Comprendre les frais de garantie et leur importance
Lorsque vous contractez un prêt immobilier, la banque exige une sûreté afin de se prémunir contre le risque de défaillance de l'emprunteur. Les articles 2284 et suivants du Code civil encadrent ces sûretés.
Il existe plusieurs garanties de prêt immobilier avec différents coûts et modalités :
- le cautionnement,
- l’hypothèque,
- le nantissement.
Les frais de garantie d’un prêt immobilier regroupent l'ensemble des sommes versées pour mettre en place et maintenir cette garantie : commission, taxe de publicité foncière, émoluments du notaire, droits d'enregistrement, etc.
L’article L314-1 du Code de la consommation précise que ces frais de garantie constituent une composante obligatoire du Taux annuel effectif global (TAEG), qui sert à comparer les offres de crédit immobilier.
Ne confondez pas garantie de prêt et assurance de prêt ! L’assurance protège la banque et la famille de l’emprunteur en cas d’aléa grave de la vie. La garantie de prêt ne joue qu’en faveur de l'établissement prêteur en cas de défaillance de l’emprunteur dans le remboursement du prêt immobilier.
Explorer les types de garanties pour votre prêt immobilier
La caution : fonctionnement et caractéristiques
Le cautionnement est le mécanisme par lequel un tiers, le plus souvent un organisme spécialisé, s'engage à rembourser la banque en cas de défaillance de l'emprunteur. Ensuite, la caution se retourne contre l'emprunteur.
Quels frais de caution pour un prêt immobilier ?
En pratique, l'emprunteur verse une commission de caution composée de deux parties :
- une part acquise à l'organisme de caution (généralement 0,5 à 0,8 % du capital)
- une part versée dans un Fonds Mutuel de Garantie (FMG), dont une portion (en moyenne 75 %) est, généralement, restituée à la fin du prêt si aucun incident n'a été enregistré.
Quels sont les avantages et inconvénients de la caution ?
Avantages de la caution :
- Pas de frais de notaire ni de taxe de publicité foncière ;
- Mise en place rapide (quelques jours) ;
- Restitution partielle des frais en fin de prêt (FMG) suivant les cas ;
- Pas d'inscription sur le bien ;
- Coût réel net souvent inférieur à l'hypothèque pour les bons profils.

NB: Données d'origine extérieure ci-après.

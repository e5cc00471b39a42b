//! Abstract Syntax Tree
//!
//! The tree is stored as an arena: every node lives in `Ast::nodes` and refers
//! to its children by [`NodeId`]. Ids are handed out by the per-parse
//! [`NodeAllocator`], start at 1 and follow creation order, so parsing the same
//! source twice yields identical ids. Children are always created before their
//! parent, which means a child id is strictly smaller than its parent's id and
//! the tree can never contain a cycle.

use serde::{Deserialize, Serialize};
use std::fmt;

use crate::error::{Error, Result};
use crate::interpreter::types::Value;

/* ===================== Ids and Locations ===================== */

/// Unique identifier of a node within one [`Ast`]
#[derive(Debug, Clone, Copy, PartialEq, Eq, Hash, PartialOrd, Ord, Serialize, Deserialize)]
#[serde(transparent)]
pub struct NodeId(pub u32);

impl fmt::Display for NodeId {
    fn fmt(&self, f: &mut fmt::Formatter<'_>) -> fmt::Result {
        write!(f, "#{}", self.0)
    }
}

/// Half-open byte range `[start, end)` in the source
#[derive(Debug, Clone, Copy, PartialEq, Eq, Default, Serialize, Deserialize)]
pub struct Span {
    pub start: usize,
    pub end: usize,
}

impl Span {
    pub fn new(start: usize, end: usize) -> Self {
        Self { start, end }
    }
}

/// 1-based line and column
#[derive(Debug, Clone, Copy, PartialEq, Eq, Default, Serialize, Deserialize)]
pub struct Position {
    pub line: usize,
    pub column: usize,
}

/// Line/column location of a span
#[derive(Debug, Clone, Copy, PartialEq, Eq, Default, Serialize, Deserialize)]
pub struct Loc {
    pub start: Position,
    pub end: Position,
}

/// Converts byte offsets into 1-based line/column positions.
///
/// Columns are counted in characters so multi-byte text highlights correctly.
#[derive(Debug, Clone)]
pub struct LineIndex<'s> {
    source: &'s str,
    line_starts: Vec<usize>,
}

impl<'s> LineIndex<'s> {
    pub fn new(source: &'s str) -> Self {
        let mut line_starts = vec![0];
        line_starts.extend(
            source
                .bytes()
                .enumerate()
                .filter(|(_, b)| *b == b'\n')
                .map(|(i, _)| i + 1),
        );
        Self {
            source,
            line_starts,
        }
    }

    pub fn position(&self, offset: usize) -> Position {
        let offset = offset.min(self.source.len());
        let line = match self.line_starts.binary_search(&offset) {
            Ok(line) => line,
            Err(next) => next - 1,
        };
        let line_start = self.line_starts[line];
        let column = self
            .source
            .get(line_start..offset)
            .map(|text| text.chars().count())
            .unwrap_or(offset - line_start);
        Position {
            line: line + 1,
            column: column + 1,
        }
    }

    pub fn loc(&self, span: Span) -> Loc {
        Loc {
            start: self.position(span.start),
            end: self.position(span.end),
        }
    }

    pub fn line_count(&self) -> usize {
        self.line_starts.len()
    }
}

/* ===================== Operators ===================== */

#[derive(Debug, Clone, Copy, PartialEq, Eq, Serialize, Deserialize)]
pub enum BinaryOperator {
    #[serde(rename = "||")]
    Or,
    #[serde(rename = "&&")]
    And,
    #[serde(rename = "==")]
    Eq,
    #[serde(rename = "!=")]
    NotEq,
    #[serde(rename = "===")]
    StrictEq,
    #[serde(rename = "!==")]
    StrictNotEq,
    #[serde(rename = "<")]
    Lt,
    #[serde(rename = ">")]
    Gt,
    #[serde(rename = "<=")]
    LtEq,
    #[serde(rename = ">=")]
    GtEq,
    #[serde(rename = "+")]
    Add,
    #[serde(rename = "-")]
    Sub,
    #[serde(rename = "*")]
    Mul,
    #[serde(rename = "/")]
    Div,
    #[serde(rename = "%")]
    Rem,
}

impl BinaryOperator {
    pub fn from_symbol(symbol: &str) -> Option<Self> {
        Some(match symbol {
            "||" => Self::Or,
            "&&" => Self::And,
            "==" => Self::Eq,
            "!=" => Self::NotEq,
            "===" => Self::StrictEq,
            "!==" => Self::StrictNotEq,
            "<" => Self::Lt,
            ">" => Self::Gt,
            "<=" => Self::LtEq,
            ">=" => Self::GtEq,
            "+" => Self::Add,
            "-" => Self::Sub,
            "*" => Self::Mul,
            "/" => Self::Div,
            "%" => Self::Rem,
            _ => return None,
        })
    }

    pub fn as_str(&self) -> &'static str {
        match self {
            Self::Or => "||",
            Self::And => "&&",
            Self::Eq => "==",
            Self::NotEq => "!=",
            Self::StrictEq => "===",
            Self::StrictNotEq => "!==",
            Self::Lt => "<",
            Self::Gt => ">",
            Self::LtEq => "<=",
            Self::GtEq => ">=",
            Self::Add => "+",
            Self::Sub => "-",
            Self::Mul => "*",
            Self::Div => "/",
            Self::Rem => "%",
        }
    }

    /// Binding power used by the precedence climber (higher binds tighter)
    pub fn precedence(&self) -> u8 {
        match self {
            Self::Or => 1,
            Self::And => 2,
            Self::Eq | Self::NotEq | Self::StrictEq | Self::StrictNotEq => 3,
            Self::Lt | Self::Gt | Self::LtEq | Self::GtEq => 4,
            Self::Add | Self::Sub => 5,
            Self::Mul | Self::Div | Self::Rem => 6,
        }
    }
}

impl fmt::Display for BinaryOperator {
    fn fmt(&self, f: &mut fmt::Formatter<'_>) -> fmt::Result {
        f.write_str(self.as_str())
    }
}

#[derive(Debug, Clone, Copy, PartialEq, Eq, Serialize, Deserialize)]
pub enum UnaryOperator {
    #[serde(rename = "!")]
    Not,
    #[serde(rename = "-")]
    Minus,
    #[serde(rename = "+")]
    Plus,
}

impl UnaryOperator {
    pub fn from_symbol(symbol: &str) -> Option<Self> {
        match symbol {
            "!" => Some(Self::Not),
            "-" => Some(Self::Minus),
            "+" => Some(Self::Plus),
            _ => None,
        }
    }

    pub fn as_str(&self) -> &'static str {
        match self {
            Self::Not => "!",
            Self::Minus => "-",
            Self::Plus => "+",
        }
    }
}

impl fmt::Display for UnaryOperator {
    fn fmt(&self, f: &mut fmt::Formatter<'_>) -> fmt::Result {
        f.write_str(self.as_str())
    }
}

#[derive(Debug, Clone, Copy, PartialEq, Eq, Serialize, Deserialize)]
pub enum AssignmentOperator {
    #[serde(rename = "=")]
    Assign,
    #[serde(rename = "+=")]
    AddAssign,
    #[serde(rename = "-=")]
    SubAssign,
    #[serde(rename = "*=")]
    MulAssign,
    #[serde(rename = "/=")]
    DivAssign,
}

impl AssignmentOperator {
    pub fn from_symbol(symbol: &str) -> Option<Self> {
        Some(match symbol {
            "=" => Self::Assign,
            "+=" => Self::AddAssign,
            "-=" => Self::SubAssign,
            "*=" => Self::MulAssign,
            "/=" => Self::DivAssign,
            _ => return None,
        })
    }

    pub fn as_str(&self) -> &'static str {
        match self {
            Self::Assign => "=",
            Self::AddAssign => "+=",
            Self::SubAssign => "-=",
            Self::MulAssign => "*=",
            Self::DivAssign => "/=",
        }
    }

    /// The binary operator a compound assignment applies, `None` for plain `=`
    pub fn binary(&self) -> Option<BinaryOperator> {
        match self {
            Self::Assign => None,
            Self::AddAssign => Some(BinaryOperator::Add),
            Self::SubAssign => Some(BinaryOperator::Sub),
            Self::MulAssign => Some(BinaryOperator::Mul),
            Self::DivAssign => Some(BinaryOperator::Div),
        }
    }
}

impl fmt::Display for AssignmentOperator {
    fn fmt(&self, f: &mut fmt::Formatter<'_>) -> fmt::Result {
        f.write_str(self.as_str())
    }
}

/// Declaration keyword of a binding
#[derive(Debug, Clone, Copy, PartialEq, Eq, Serialize, Deserialize)]
#[serde(rename_all = "lowercase")]
pub enum DeclarationKind {
    Let,
    Const,
}

impl DeclarationKind {
    pub fn as_str(&self) -> &'static str {
        match self {
            Self::Let => "let",
            Self::Const => "const",
        }
    }
}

Inconvénients de la caution :
- Accord en fonction de l’analyse de solvabilité de l’organisme de caution ;
- Refus possible pour les profils atypiques (emprunteurs en CDD ou travailleurs non salariés ou avec des revenus variables).
La caution Crédit Logement, principal organisme en France, a accordé 55,7 milliards d’euros d’accord de garantie en 2024, soit une augmentation de 20 % par rapport à 2023.
L'hypothèque : fonctionnement et caractéristiques
L'hypothèque conventionnelle est une sûreté réelle portant sur le bien immobilier financé. En cas de défaillance, la banque peut faire vendre le bien pour se rembourser.
Il existe également l’hypothèque légale spéciale du prêteur de deniers, qui remplace le privilège du prêteur de denier (PPD) depuis le 1er janvier 2022.
Quels frais d’hypothèque sur un prêt immobilier ?
Le coût de l’hypothèque est élevé et comprend plusieurs composantes :
- émoluments du notaire (selon une grille de tarifs) ;
- frais de publicité foncière (0,715 %) ;
- contribution de sécurité immobilière (0,1% du montant de la vente) ;
- Débours et frais administratifs.
Au total, comptez entre 1,5 % et 2 % du montant du prêt immobilier.
Mais attention, si vous vendez le logement avant l’échéance du prêt, le notaire doit demander la mainlevée de l’hypothèque. Cela engage à nouveau des frais d’actes et des taxes (0,3 à 0,5 % du capital initial).
La principale différence au niveau des coûts de l’hypothèque réside dans l’exonération de taxe de publicité foncière (0,715 %) en faveur de cette hypothèque légale spéciale.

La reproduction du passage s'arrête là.